▸ **ABOUT THIS TASK**: All lines holding the string "every" should be copied from the data below.

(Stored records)

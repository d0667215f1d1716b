//! Region graph for a single shard
//!
//! Regions are the nodes of a shard's spatial graph: one node per occupied
//! 1°×1° cell, each holding the clients located in that cell and up to four
//! links to the neighboring cells. Nodes live in a per-shard arena and are
//! addressed by index, so merge surgery is plain index reassignment rather
//! than pointer juggling.
//!
//! Traversals take a caller-owned visited set. Two searches sharing one set
//! cannot revisit each other's regions; callers that want independent
//! searches pass a fresh set each time.

use shared::Client;
use std::collections::{HashMap, HashSet};

/// Stable index of a region within its shard's arena.
#[derive(Debug, Clone, Copy, PartialEq, Eq, Hash)]
pub struct RegionId(usize);

/// The four cardinal neighbor slots of a region.
///
/// Up is one degree north (+lat), Left one degree west (-long), Down one
/// degree south (-lat), Right one degree east (+long). Each direction is
/// detected and wired independently of the others.
#[derive(Debug, Clone, Copy, PartialEq, Eq)]
pub enum Direction {
    Up,
    Left,
    Down,
    Right,
}

impl Direction {
    /// All directions, in graph traversal order.
    pub const ALL: [Direction; 4] = [
        Direction::Up,
        Direction::Left,
        Direction::Down,
        Direction::Right,
    ];

    pub fn opposite(self) -> Direction {
        match self {
            Direction::Up => Direction::Down,
            Direction::Left => Direction::Right,
            Direction::Down => Direction::Up,
            Direction::Right => Direction::Left,
        }
    }

    /// Offset of the neighboring cell in this direction, as (dlat, dlong)
    /// in cell units.
    pub fn offset(self) -> (f64, f64) {
        match self {
            Direction::Up => (1.0, 0.0),
            Direction::Left => (0.0, -1.0),
            Direction::Down => (-1.0, 0.0),
            Direction::Right => (0.0, 1.0),
        }
    }

    fn index(self) -> usize {
        match self {
            Direction::Up => 0,
            Direction::Left => 1,
            Direction::Down => 2,
            Direction::Right => 3,
        }
    }
}

/// One occupied cell: its floored coordinates, the clients in it, and its
/// neighbor links.
#[derive(Debug)]
pub struct Region {
    lat: f64,
    long: f64,
    clients: HashMap<String, Client>,
    neighbors: [Option<RegionId>; 4],
}

impl Region {
    fn new(lat: f64, long: f64) -> Self {
        Self {
            lat,
            long,
            clients: HashMap::new(),
            neighbors: [None; 4],
        }
    }

    /// Floored latitude of this region's cell.
    pub fn lat(&self) -> f64 {
        self.lat
    }

    /// Floored longitude of this region's cell.
    pub fn long(&self) -> f64 {
        self.long
    }

    pub fn is_cell(&self, lat: f64, long: f64) -> bool {
        self.lat == lat && self.long == long
    }

    /// Adds a client to this region. A client already present is ignored.
    pub fn add_client(&mut self, client: Client) {
        if self.clients.contains_key(&client.id) {
            return;
        }
        self.clients.insert(client.id.clone(), client);
    }

    pub fn remove_client(&mut self, client_id: &str) -> Option<Client> {
        self.clients.remove(client_id)
    }

    pub fn clients(&self) -> &HashMap<String, Client> {
        &self.clients
    }

    pub fn neighbor(&self, dir: Direction) -> Option<RegionId> {
        self.neighbors[dir.index()]
    }
}

/// Arena of regions forming one shard's connected graph.
#[derive(Debug, Default)]
pub struct RegionGraph {
    regions: Vec<Region>,
}

impl RegionGraph {
    pub fn new() -> Self {
        Self::default()
    }

    pub fn add_region(&mut self, lat: f64, long: f64) -> RegionId {
        self.regions.push(Region::new(lat, long));
        RegionId(self.regions.len() - 1)
    }

    pub fn region(&self, id: RegionId) -> &Region {
        &self.regions[id.0]
    }

    pub fn region_mut(&mut self, id: RegionId) -> &mut Region {
        &mut self.regions[id.0]
    }

    pub fn len(&self) -> usize {
        self.regions.len()
    }

    pub fn is_empty(&self) -> bool {
        self.regions.is_empty()
    }

    pub fn iter(&self) -> impl Iterator<Item = (RegionId, &Region)> {
        self.regions
            .iter()
            .enumerate()
            .map(|(i, r)| (RegionId(i), r))
    }

    /// Wires `a --dir--> b` together with the reciprocal edge, keeping
    /// adjacency symmetric.
    pub fn link(&mut self, a: RegionId, dir: Direction, b: RegionId) {
        self.regions[a.0].neighbors[dir.index()] = Some(b);
        self.regions[b.0].neighbors[dir.opposite().index()] = Some(a);
    }

    /// Depth-first search for the region at cell `(lat, long)`, starting at
    /// `from`. Graph search order is Up, Left, Down, Right; every region is
    /// marked in `visited` before its neighbors are descended into.
    ///
    /// `visited` belongs to the caller: a region already in the set is
    /// invisible to this search, so back-to-back independent searches must
    /// each get a fresh set.
    pub fn find_region(
        &self,
        from: RegionId,
        lat: f64,
        long: f64,
        visited: &mut HashSet<RegionId>,
    ) -> Option<RegionId> {
        if !visited.insert(from) {
            return None;
        }
        let region = self.region(from);
        if region.is_cell(lat, long) {
            return Some(from);
        }
        for dir in Direction::ALL {
            if let Some(next) = region.neighbor(dir) {
                if let Some(found) = self.find_region(next, lat, long, visited) {
                    return Some(found);
                }
            }
        }
        None
    }

    /// Reachability probe from `from` to `root`, with the same traversal
    /// order and visited discipline as [`find_region`](Self::find_region).
    pub fn is_connected_to_root(
        &self,
        from: RegionId,
        root: RegionId,
        visited: &mut HashSet<RegionId>,
    ) -> bool {
        if !visited.insert(from) {
            return false;
        }
        if from == root {
            return true;
        }
        for dir in Direction::ALL {
            if let Some(next) = self.region(from).neighbor(dir) {
                if self.is_connected_to_root(next, root, visited) {
                    return true;
                }
            }
        }
        false
    }

    /// Grafts `donor` onto this graph at the fusion cell.
    ///
    /// `donor_fusion` is the donor's duplicate region at the fusion cell and
    /// `fusion` is ours. The duplicate's clients fold into our fusion region;
    /// every other donor region is carried over with its edges remapped to
    /// this arena; each populated edge of the duplicate is rewired so its
    /// former neighbor and our fusion region point at each other. The
    /// duplicate itself is discarded.
    pub fn graft(&mut self, donor: RegionGraph, donor_fusion: RegionId, fusion: RegionId) {
        // New ids for every carried donor region; the duplicate maps to our
        // fusion region so carried edges pointing at it land there directly.
        let mut remap: HashMap<RegionId, RegionId> = HashMap::new();
        let mut next = self.regions.len();
        for i in 0..donor.regions.len() {
            if i != donor_fusion.0 {
                remap.insert(RegionId(i), RegionId(next));
                next += 1;
            }
        }
        remap.insert(donor_fusion, fusion);

        let mut dup_clients = HashMap::new();
        let mut dup_neighbors = [None; 4];
        for (i, mut region) in donor.regions.into_iter().enumerate() {
            if i == donor_fusion.0 {
                dup_clients = region.clients;
                dup_neighbors = region.neighbors;
            } else {
                for slot in region.neighbors.iter_mut() {
                    if let Some(old) = *slot {
                        *slot = Some(remap[&old]);
                    }
                }
                self.regions.push(region);
            }
        }

        for client in dup_clients.into_values() {
            self.region_mut(fusion).add_client(client);
        }
        for dir in Direction::ALL {
            if let Some(old) = dup_neighbors[dir.index()] {
                self.link(fusion, dir, remap[&old]);
            }
        }
    }
}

▸ **ANSWER SPACE**:
    /// `from`. Graph search order is Up, Left, Down, Right; every region is
    /// every other donor region is carried over with its edges remapped to
        // New ids for every carried donor region; the duplicate maps to our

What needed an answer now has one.